- 70million passengers a year are arriving in UK without background checks
- This is because of European Union data protection rules
- E-borders system is supposed to stop terrorists, foreign criminals and illegal immigrants getting into Britain
A £1.2billion ‘electronic borders’ system supposed to stop terrorists, foreign criminals and illegal immigrants getting into Britain has descended into a shambles, an official report reveals today. Ten years after it was devised by Labour ministers, e-borders is failing to meet most of its objectives, leaving a string of gaping holes in the protections it promised to deliver.
Some 70million passengers a year – one in three of the total – are arriving without undergoing background checks because of European Union data protection rules, inspectors found.
The report reveals:
- The system is unable to count people in and out, leaving officials in the dark about the true scale of illegal immigration.
- Technical problems mean people arriving on ferries, Eurostar trains, cruise ships and small planes are not screened in advance.
- Even when known criminals and illegals are flagged by the system, airports may not be phoned in advance to warn about their impending arrival.
- Nearly 650,000 Customs records about drugs and other contraband were deleted without even being read.
- The system is not being used to track tax fraudsters and benefits cheats going on holiday because of technical problems.
- Alerts about criminals and illegal immigrants may be missed because staff start dealing with them then ‘log off and go home’.
The report is the second in two months from chief inspector of borders and immigration John Vine to have been heavily redacted by Home Secretary Theresa May.
Some 39 paragraphs or entries were deleted, and four tables of figures, on the grounds that revealing them could undermine national security.
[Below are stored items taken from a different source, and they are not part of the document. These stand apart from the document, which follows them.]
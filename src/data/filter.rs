use std::collections::BTreeSet;

use super::model::{MoodMetric, Track, TrackDataset};

// ---------------------------------------------------------------------------
// Filter selection: genre set + mood metric
// ---------------------------------------------------------------------------

/// The two sidebar inputs. An empty genre set means "no filter" (show all).
#[derive(Debug, Clone, Default, PartialEq, Eq)]
pub struct FilterSelection {
    pub selected_genres: BTreeSet<String>,
    pub mood_metric: MoodMetric,
}

impl FilterSelection {
    /// Add the genre if absent, remove it if present.
    pub fn toggle_genre(&mut self, genre: &str) {
        if !self.selected_genres.remove(genre) {
            self.selected_genres.insert(genre.to_string());
        }
    }

    pub fn clear_genres(&mut self) {
        self.selected_genres.clear();
    }

    pub fn set_mood_metric(&mut self, metric: MoodMetric) {
        self.mood_metric = metric;
    }
}

/// Read-only subset of a dataset's tracks, in dataset order.
pub type FilteredView<'a> = Vec<&'a Track>;

/// Return the tracks whose genre is in `selected_genres`, or every track
/// when the selection is empty.
pub fn apply<'a>(dataset: &'a TrackDataset, selected_genres: &BTreeSet<String>) -> FilteredView<'a> {
    if selected_genres.is_empty() {
        return dataset.tracks.iter().collect();
    }
    dataset
        .tracks
        .iter()
        .filter(|t| selected_genres.contains(&t.genre))
        .collect()
}

#[cfg(test)]
mod tests {
    use super::*;
    use crate::data::model::tests::track;

    fn dataset() -> TrackDataset {
        TrackDataset::from_tracks(vec![
            track("a", "pop", "positive", 80.0),
            track("b", "rock", "negative", 40.0),
            track("c", "pop", "neutral", 60.0),
            track("d", "metal", "negative", 20.0),
            track("e", "rock", "positive", 50.0),
        ])
    }

    fn genres(v: &[&str]) -> BTreeSet<String> {
        v.iter().map(|s| s.to_string()).collect()
    }

    #[test]
    fn empty_selection_is_identity() {
        let ds = dataset();
        let view = apply(&ds, &BTreeSet::new());
        assert_eq!(view.len(), ds.len());
        assert!(view.iter().zip(&ds.tracks).all(|(a, b)| std::ptr::eq(*a, b)));
    }

    #[test]
    fn selection_keeps_only_members() {
        let ds = dataset();
        let selected = genres(&["pop", "metal"]);
        let view = apply(&ds, &selected);
        assert_eq!(view.len(), 3);
        assert!(view.iter().all(|t| selected.contains(&t.genre)));
        let excluded = ds.tracks.iter().filter(|t| !selected.contains(&t.genre)).count();
        assert_eq!(view.len() + excluded, ds.len());
    }

    #[test]
    fn selection_preserves_dataset_order() {
        let ds = dataset();
        let view = apply(&ds, &genres(&["rock"]));
        let names: Vec<&str> = view.iter().map(|t| t.track_name.as_str()).collect();
        assert_eq!(names, ["b", "e"]);
    }

    #[test]
    fn absent_genre_yields_empty_view() {
        let ds = dataset();
        assert!(apply(&ds, &genres(&["jazz"])).is_empty());
    }

    #[test]
    fn toggle_and_clear() {
        let mut sel = FilterSelection::default();
        sel.toggle_genre("pop");
        sel.toggle_genre("rock");
        sel.toggle_genre("pop");
        assert_eq!(sel.selected_genres, genres(&["rock"]));
        sel.clear_genres();
        assert!(sel.selected_genres.is_empty());
        sel.set_mood_metric(MoodMetric::Liveness);
        assert_eq!(sel.mood_metric, MoodMetric::Liveness);
    }
}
But the raft of deletions will raise questions about whether embarrassing holes in border controls are being covered up. Last night, Labour MP Keith Vaz, chairman of the Home Affairs Committee, said the e-borders programme had been a ‘catastrophe for the British taxpayer’.
Shadow Home Secretary Yvette Cooper said it had ‘ground to a halt causing serious failures in border security’. However, senior officials insisted the number of passengers covered by e-borders was rising and set to grow even further in coming months. When the full plans for e-borders were drawn up in 2007 Labour ministers promised to ‘export the border’ to other countries by forcing anyone trying to get into Britain to reveal their personal information in advance.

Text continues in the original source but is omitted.